M – Cabe destacar que há demanda por experiências diferenciadas, personalizadas e exclusivas em alguns casos. Além do conhecimento técnico específico relacionado ao vinho, é necessário conhecer o público que se pretende atender e ofertar novidades sempre. Atualizar-se e saber o que está acontecendo no Brasil e no exterior é fundamental. Além disso, é necessário acolher bem a todos, demonstrando hospitalidade e atenção aos detalhes.
Além das informações gentilmente trazidas pela entrevistada, é importante, ainda, destacar que várias formações são importantes para o setor, desde administração e contabilidade para gerir uma empresa, agronomia para quem trabalha com a parte natural e plantações da propriedade, o turismo para elaboração e execução de projetos turísticos e, principalmente, enólogos e sommeliers que são profissionais ligados especificamente ao vinho e trazem informações fundamentais para os apreciadores da bebida.
Alguns fatores do cotidiano de uma empresa têm valor determinante também no sucesso deste negócio. Atingir o cliente, por exemplo, é o principal objetivo de uma empresa que trabalha com venda de produtos e comercialização de serviços, bom atendimento é fundamental para que o consumidor final, seu cliente, se sinta acolhido, bem recebido e propague coisas boas do seu estabelecimento para mais pessoas. O bom atendimento envolve vários setores, dentre eles:
– Canais de comunicação: são meios excelentes de contato com seu cliente e estão disponíveis principalmente através da internet: email, twitter, facebook, instagram, whatsapp. Se você disponibilizar algum desses canais para seu cliente, esteja presente, dê retorno, responda com simpatia e acolhimento.
– Agenda: organize sua agenda para não haver falhas, muitos turistas e clientes que agendam vem de outras cidade para visitar seu local e raramente poderão alterar suas estadas por conta de falhas no atendimento.
– Treinamento da equipe: treine sua equipe para receber com simpatia e alegria o turista, além disso, informações claras e precisas nas degustações e tours são fundamentais. Uma equipe bem orientada e tratada com respeito pelos seus superiores fará o mesmo com o cliente que chegar no seu estabelecimento e isso é sinônimo de retorno pra você que é empresário empreendedor.
– Atrativos: quanto mais atrativos você tiver para oferecer, mais clientes vão procurar a sua empresa e não esqueça dos cuidados básicos de organização, infraestrutura para receber turistas, higiene e facilidades/praticidade no pagamento.

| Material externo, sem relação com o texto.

#![allow(dead_code)]

use std::cell::RefCell;
use std::collections::{HashMap, VecDeque};
use std::fs;
use std::path::PathBuf;
use std::rc::Rc;

use anyhow::{Result, anyhow};
use league_standings::fetch::{Transport, TransportResponse};

pub fn read_fixture(name: &str) -> String {
    let mut path = PathBuf::from(env!("CARGO_MANIFEST_DIR"));
    path.push("tests");
    path.push("fixtures");
    path.push(name);
    fs::read_to_string(path).expect("fixture file should be readable")
}

#[derive(Default)]
struct FakeState {
    responses: HashMap<String, VecDeque<TransportResponse>>,
    calls: Vec<(String, Vec<(String, String)>)>,
}

/// Scripted transport: each URL answers from its own queue; the last response repeats.
#[derive(Clone, Default)]
pub struct FakeTransport {
    state: Rc<RefCell<FakeState>>,
}

impl FakeTransport {
    pub fn respond(&self, url: &str, status: u16, body: &str) -> &Self {
        self.state
            .borrow_mut()
            .responses
            .entry(url.to_string())
            .or_default()
            .push_back(TransportResponse {
                status,
                body: body.to_string(),
            });
        self
    }

    pub fn calls(&self) -> Vec<(String, Vec<(String, String)>)> {
        self.state.borrow().calls.clone()
    }

    pub fn calls_to(&self, url: &str) -> usize {
        self.state.borrow().calls.iter().filter(|(u, _)| u == url).count()
    }
}

impl Transport for FakeTransport {
    fn get(&self, url: &str, query: &[(&str, &str)]) -> Result<TransportResponse> {
        let mut state = self.state.borrow_mut();
        state.calls.push((
            url.to_string(),
            query
                .iter()
                .map(|(k, v)| (k.to_string(), v.to_string()))
                .collect(),
        ));
        let queue = state
            .responses
            .get_mut(url)
            .ok_or_else(|| anyhow!("connection refused: {url}"))?;
        let resp = if queue.len() > 1 {
            queue.pop_front()
        } else {
            queue.front().cloned()
        };
        resp.ok_or_else(|| anyhow!("connection refused: {url}"))
    }
}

– Parcerias: parcerias com profissionais da comunicação (jornalistas, fotógrafos, influencers, etc) também são ótimas opções para divulgar ainda mais seu local. Lembre-se, no entanto, de sempre avaliar antes de fechar propostas, verifique o currículo do profissional, os materiais feitos anteriormente, observe o perfil do instagram e seus seguidores – pois atualmente ter um milhão de seguidores não significa tudo, é preciso ver a qualidade do conteúdo postado e a dinâmica do perfil.
Clientes satisfeitos irão comentar com a família e amigos sobre a experiência que tiveram em um estabelecimento comercial e isso poderá trazer ainda mais turistas ou clientes para o local, mas, caso um cliente tenha sido mal recebido, isso também será propagado, o que resulta em um retorno negativo para o empresário. Na era da internet, toda e qualquer informação corre em uma velocidade impressionante! Siga essas dicas simples e tenha certeza do sucesso no seu empreendimento!